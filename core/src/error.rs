//! The unified error taxonomy for the factflow runtime.

use thiserror::Error;

/// Errors that can surface from core data-model and trait-boundary
/// operations.
///
/// Runtime-only conditions that depend on engine configuration (lock
/// retry exhaustion, catchup timeouts) live on `EngineError` in
/// `factflow-runtime` instead, which wraps this enum.
#[derive(Error, Debug)]
pub enum CoreError {
    /// The engine has already been closed; no further operations are
    /// accepted.
    #[error("engine is closed")]
    Closed,

    /// A caller passed an argument that is invalid for the operation,
    /// e.g. an `Aggregate` type to an entry point that requires a
    /// `SnapshotProjection`.
    ///
    /// The typed `fetch`/`find` split (see the `projection` module) makes
    /// this variant unreachable through the typed API; it is retained for
    /// API-surface completeness against future untyped entry points.
    #[error("invalid argument: {0}")]
    Argument(String),

    /// A `with_lock_on` call was attempted while one was already in
    /// flight on the same engine.
    #[error("nested lock attempted on the same engine")]
    NestedLock,

    /// A catchup subscription did not reach completion within its
    /// configured `max_wait`.
    #[error("catchup did not complete within the configured wait")]
    CatchupTimeout,

    /// Payload encoding or decoding failed.
    #[error("serialization failed: {0}")]
    Serialization(String),

    /// No handler in a `Projector`'s dispatch table matched an incoming
    /// fact.
    #[error("no handler registered for fact {namespace}/{type_} v{version}")]
    UnhandledFact {
        /// The fact's namespace.
        namespace: String,
        /// The fact's type name.
        #[allow(clippy::struct_field_names)]
        type_: String,
        /// The fact's schema version.
        version: u32,
    },

    /// An optimistic publish lost the race against a concurrent writer.
    #[error("concurrent modification detected for aggregate {aggregate_id}")]
    ConcurrentModification {
        /// The aggregate whose expected cursor no longer matched.
        aggregate_id: String,
    },

    /// A snapshot could not be read or written.
    ///
    /// Read failures degrade to a cache miss rather than surfacing this
    /// variant; it is only raised for writes, and only when the caller
    /// explicitly awaits the write (`put_blocking`).
    #[error("snapshot I/O failed: {0}")]
    SnapshotIo(String),

    /// The transport collaborator returned an error.
    #[error("transport error: {0}")]
    Transport(String),

    /// A write token could not be acquired or renewed.
    #[error("write token unavailable: {0}")]
    Token(String),
}

impl CoreError {
    /// Build an [`CoreError::UnhandledFact`] from its three key fields.
    #[must_use]
    pub fn unhandled_fact(namespace: impl Into<String>, type_: impl Into<String>, version: u32) -> Self {
        Self::UnhandledFact {
            namespace: namespace.into(),
            type_: type_.into(),
            version,
        }
    }
}

/// Convenience alias for core-crate fallible operations.
pub type Result<T> = std::result::Result<T, CoreError>;
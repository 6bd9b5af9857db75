//! Window transforms over a single sensor series
//!
//! Outputs are aligned with the input: positions inside the warm-up
//! period are `None`.

/// Trailing mean over `window` consecutive samples
pub fn rolling_mean(values: &[f64], window: usize) -> Vec<Option<f64>> {
    if window == 0 {
        return vec![None; values.len()];
    }

    let mut result = vec![None; values.len().min(window - 1)];

    for i in (window - 1)..values.len() {
        let sum: f64 = values[(i + 1 - window)..=i].iter().sum();
        result.push(Some(sum / window as f64));
    }

    result
}

/// Difference between each sample and the one `lag` positions earlier
pub fn diff(values: &[f64], lag: usize) -> Vec<Option<f64>> {
    (0..values.len())
        .map(|i| {
            if i < lag {
                None
            } else {
                Some(values[i] - values[i - lag])
            }
        })
        .collect()
}

#[cfg(test)]
mod tests {
    use super::*;
    use approx::assert_relative_eq;

    #[test]
    fn test_rolling_mean() {
        let values = vec![1.0, 2.0, 3.0, 4.0, 5.0];
        let result = rolling_mean(&values, 3);

        assert_eq!(result.len(), 5);
        assert!(result[0].is_none());
        assert!(result[1].is_none());
        assert_relative_eq!(result[2].unwrap(), 2.0);
        assert_relative_eq!(result[3].unwrap(), 3.0);
        assert_relative_eq!(result[4].unwrap(), 4.0);
    }

    #[test]
    fn test_rolling_mean_short_series() {
        let result = rolling_mean(&[1.0, 2.0], 3);
        assert_eq!(result, vec![None, None]);
    }

    #[test]
    fn test_diff() {
        let values = vec![0.8, 0.9, 0.7, 0.7];
        let result = diff(&values, 1);

        assert!(result[0].is_none());
        assert_relative_eq!(result[1].unwrap(), 0.1, epsilon = 1e-12);
        assert_relative_eq!(result[2].unwrap(), -0.2, epsilon = 1e-12);
        assert_relative_eq!(result[3].unwrap(), 0.0);
    }
}
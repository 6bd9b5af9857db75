//! CSV loading for sensor recordings
//!
//! Reads the raw export, merges the separate `Date` and `Time` columns into one
//! timestamp and drops every row that has a missing cell.

use super::types::{Observation, TARGET_NAME};
use chrono::NaiveDateTime;
use csv::{ReaderBuilder, StringRecord};
use std::fs::File;
use std::io::Read;
use std::path::{Path, PathBuf};
use thiserror::Error;
use tracing::{info, warn};

/// Cell contents treated as a missing value (the pandas default NA set)
const MISSING_TOKENS: [&str; 18] = [
    "#N/A", "#N/A N/A", "#NA", "-1.#IND", "-1.#QNAN", "-NaN", "-nan", "1.#IND", "1.#QNAN", "<NA>",
    "N/A", "NA", "NULL", "NaN", "None", "n/a", "nan", "null",
];

/// Accepted layouts for `"<Date> <Time>"`
const TIMESTAMP_FORMATS: [&str; 8] = [
    "%Y-%m-%d %H:%M:%S",
    "%Y-%m-%d %H:%M:%S%.f",
    "%Y-%m-%d %H:%M",
    "%Y/%m/%d %H:%M:%S",
    "%m/%d/%Y %H:%M:%S",
    "%m/%d/%Y %H:%M",
    "%d.%m.%Y %H:%M:%S",
    "%d-%m-%Y %H:%M:%S",
];

/// Errors that can occur while loading a recording
#[derive(Error, Debug)]
pub enum LoadError {
    #[error("Failed to open {path}: {source}")]
    Io {
        path: PathBuf,
        #[source]
        source: std::io::Error,
    },

    #[error("Malformed CSV: {0}")]
    Csv(#[from] csv::Error),

    #[error("Missing required column '{0}'")]
    MissingColumn(&'static str),

    #[error("Row {row}: invalid value '{value}' in column '{column}'")]
    InvalidValue {
        row: usize,
        column: &'static str,
        value: String,
    },

    #[error("Row {row}: unrecognised timestamp '{value}'")]
    InvalidTimestamp { row: usize, value: String },
}

/// Result of loading a recording
#[derive(Debug, Clone)]
pub struct LoadedData {
    /// Complete observations, in file order
    pub observations: Vec<Observation>,
    /// Data rows read from the file (header excluded)
    pub rows_read: usize,
    /// Rows discarded because a cell was missing
    pub rows_dropped: usize,
}

/// Positions of the required columns in the header
struct ColumnIndex {
    date: usize,
    time: usize,
    temperature: usize,
    ecg: usize,
    pulse: usize,
    sleepscore: usize,
}

impl ColumnIndex {
    fn from_headers(headers: &StringRecord) -> Result<Self, LoadError> {
        let find = |name: &'static str| {
            headers
                .iter()
                .position(|h| h.trim() == name)
                .ok_or(LoadError::MissingColumn(name))
        };

        Ok(Self {
            date: find("Date")?,
            time: find("Time")?,
            temperature: find("temperature")?,
            ecg: find("ecg")?,
            pulse: find("pulse")?,
            sleepscore: find(TARGET_NAME)?,
        })
    }
}

/// Load observations from a CSV file
pub fn load_observations<P: AsRef<Path>>(path: P) -> Result<LoadedData, LoadError> {
    let path = path.as_ref();
    let file = File::open(path).map_err(|source| LoadError::Io {
        path: path.to_path_buf(),
        source,
    })?;

    let loaded = read_observations(file)?;
    info!(
        "Loaded {} observations from {:?} ({} incomplete rows dropped)",
        loaded.observations.len(),
        path,
        loaded.rows_dropped
    );

    Ok(loaded)
}

/// Load observations from any CSV source
pub fn read_observations<R: Read>(reader: R) -> Result<LoadedData, LoadError> {
    let mut reader = ReaderBuilder::new().flexible(true).from_reader(reader);
    let columns = ColumnIndex::from_headers(reader.headers()?)?;
    let n_columns = reader.headers()?.len();

    let mut observations = Vec::new();
    let mut rows_read = 0;
    let mut rows_dropped = 0;

    for result in reader.records() {
        let record = result?;
        rows_read += 1;

        // Short rows are missing their trailing cells
        if record.len() < n_columns || record.iter().any(is_missing) {
            rows_dropped += 1;
            continue;
        }

        match parse_record(&record, &columns, rows_read)? {
            Some(observation) => observations.push(observation),
            None => rows_dropped += 1,
        }
    }

    if rows_dropped > 0 {
        warn!("Dropped {} of {} rows with missing or non-finite values", rows_dropped, rows_read);
    }

    Ok(LoadedData {
        observations,
        rows_read,
        rows_dropped,
    })
}

fn is_missing(cell: &str) -> bool {
    let cell = cell.trim();
    cell.is_empty() || MISSING_TOKENS.contains(&cell)
}

/// Parse one complete row. `None` when a reading parses to NaN or infinity.
fn parse_record(
    record: &StringRecord,
    columns: &ColumnIndex,
    row: usize,
) -> Result<Option<Observation>, LoadError> {
    let field = |idx: usize| record.get(idx).unwrap_or("").trim();

    let number = |idx: usize, column: &'static str| {
        field(idx).parse::<f64>().map_err(|_| LoadError::InvalidValue {
            row,
            column,
            value: field(idx).to_string(),
        })
    };

    let stamp = format!("{} {}", field(columns.date), field(columns.time));
    let timestamp = parse_timestamp(&stamp).ok_or(LoadError::InvalidTimestamp { row, value: stamp })?;

    let observation = Observation {
        timestamp,
        temperature: number(columns.temperature, "temperature")?,
        ecg: number(columns.ecg, "ecg")?,
        pulse: number(columns.pulse, "pulse")?,
        sleepscore: number(columns.sleepscore, TARGET_NAME)?,
    };

    let finite = [
        observation.temperature,
        observation.ecg,
        observation.pulse,
        observation.sleepscore,
    ]
    .iter()
    .all(|v| v.is_finite());

    Ok(finite.then_some(observation))
}

/// Parse a combined `"<Date> <Time>"` string
pub fn parse_timestamp(value: &str) -> Option<NaiveDateTime> {
    TIMESTAMP_FORMATS
        .iter()
        .find_map(|fmt| NaiveDateTime::parse_from_str(value, fmt).ok())
}

#[cfg(test)]
mod tests {
    use super::*;
    use std::io::Write;
    use tempfile::NamedTempFile;

    const HEADER: &str = "Date,Time,temperature,ecg,pulse,sleepscore\n";

    #[test]
    fn test_loads_complete_rows() {
        let csv = format!(
            "{}2024-01-01,22:00:00,36.5,0.8,72,80\n2024-01-01,22:01:00,36.6,0.7,71,81\n2024-01-01,22:02:00,36.4,0.9,70,79\n",
            HEADER
        );
        let loaded = read_observations(csv.as_bytes()).unwrap();

        assert_eq!(loaded.observations.len(), 3);
        assert_eq!(loaded.rows_read, 3);
        assert_eq!(loaded.rows_dropped, 0);
        assert_eq!(
            loaded.observations[1].timestamp,
            parse_timestamp("2024-01-01 22:01:00").unwrap()
        );
        assert_eq!(loaded.observations[2].pulse, 70.0);
    }

    #[test]
    fn test_drops_incomplete_rows() {
        let csv = format!(
            "{}2024-01-01,22:00:00,36.5,0.8,72,80\n2024-01-01,22:01:00,,0.7,71,81\n2024-01-01,22:02:00,36.4,NaN,70,79\n2024-01-01,22:03:00,36.4,0.9\n2024-01-01,22:04:00,36.3,0.9,69,78\n",
            HEADER
        );
        let loaded = read_observations(csv.as_bytes()).unwrap();

        assert_eq!(loaded.observations.len(), 2);
        assert_eq!(loaded.rows_dropped, 3);
        assert_eq!(loaded.observations[1].sleepscore, 78.0);
    }

    #[test]
    fn test_non_finite_readings_drop_row() {
        let csv = format!(
            "{}2024-01-01,22:00:00,36.5,0.8,72,80\n2024-01-01,22:01:00,36.5,-nan,72,80\n2024-01-01,22:02:00,36.5,NAN,72,80\n2024-01-01,22:03:00,36.5,0.7,72,80\n2024-01-01,22:04:00,36.5,inf,72,80\n2024-01-01,22:05:00,36.5,0.6,-Infinity,80\n",
            HEADER
        );
        let loaded = read_observations(csv.as_bytes()).unwrap();

        assert_eq!(loaded.rows_read, 6);
        assert_eq!(loaded.rows_dropped, 4);
        let ecgs: Vec<f64> = loaded.observations.iter().map(|o| o.ecg).collect();
        assert_eq!(ecgs, vec![0.8, 0.7]);
    }

    #[test]
    fn test_missing_tokens_drop_row() {
        let tokens = [
            "", " ", "#N/A", "#N/A N/A", "#NA", "-1.#IND", "-1.#QNAN", "-NaN", "-nan", "1.#IND",
            "1.#QNAN", "<NA>", "N/A", "NA", "NULL", "NaN", "None", "n/a", "nan", "null",
        ];

        for token in tokens {
            let csv = format!(
                "{}2024-01-01,22:00:00,36.5,{},72,80\n2024-01-01,22:01:00,36.5,0.8,72,80\n",
                HEADER, token
            );
            let loaded = read_observations(csv.as_bytes())
                .unwrap_or_else(|e| panic!("token {:?} failed: {}", token, e));

            assert_eq!(loaded.observations.len(), 1, "token {:?}", token);
            assert_eq!(loaded.rows_dropped, 1, "token {:?}", token);
        }
    }

    #[test]
    fn test_extra_column_gaps_drop_row() {
        let csv = "Date,Time,temperature,ecg,pulse,sleepscore,note\n\
                   2024-01-01,22:00:00,36.5,0.8,72,80,ok\n\
                   2024-01-01,22:01:00,36.5,0.8,72,80,\n";
        let loaded = read_observations(csv.as_bytes()).unwrap();

        assert_eq!(loaded.observations.len(), 1);
        assert_eq!(loaded.rows_dropped, 1);
    }

    #[test]
    fn test_missing_column_is_fatal() {
        let csv = "Date,Time,temp,ecg,pulse,sleepscore\n2024-01-01,22:00:00,36.5,0.8,72,80\n";
        let err = read_observations(csv.as_bytes()).unwrap_err();
        assert!(matches!(err, LoadError::MissingColumn("temperature")));
    }

    #[test]
    fn test_invalid_number_is_fatal() {
        let csv = format!("{}2024-01-01,22:00:00,warm,0.8,72,80\n", HEADER);
        let err = read_observations(csv.as_bytes()).unwrap_err();
        assert!(matches!(err, LoadError::InvalidValue { row: 1, column: "temperature", .. }));
    }

    #[test]
    fn test_missing_file_is_fatal() {
        let err = load_observations("/nonexistent/MediSync Data.csv").unwrap_err();
        assert!(matches!(err, LoadError::Io { .. }));
    }

    #[test]
    fn test_load_from_file() {
        let mut file = NamedTempFile::new().unwrap();
        write!(file, "{}01/15/2024,07:30:00,36.9,0.5,65,90\n", HEADER).unwrap();

        let loaded = load_observations(file.path()).unwrap();
        assert_eq!(loaded.observations.len(), 1);
        assert_eq!(
            loaded.observations[0].timestamp,
            parse_timestamp("2024-01-15 07:30:00").unwrap()
        );
    }

    #[test]
    fn test_timestamp_formats() {
        assert!(parse_timestamp("2024-03-01 10:15").is_some());
        assert!(parse_timestamp("2024-03-01 10:15:30.250").is_some());
        assert!(parse_timestamp("01.03.2024 10:15:30").is_some());
        assert!(parse_timestamp("yesterday noon").is_none());
    }
}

====================

» Task details: A single number is expected: how many lines of the data hold the string "sleepscore".

» Response to the exercise: 8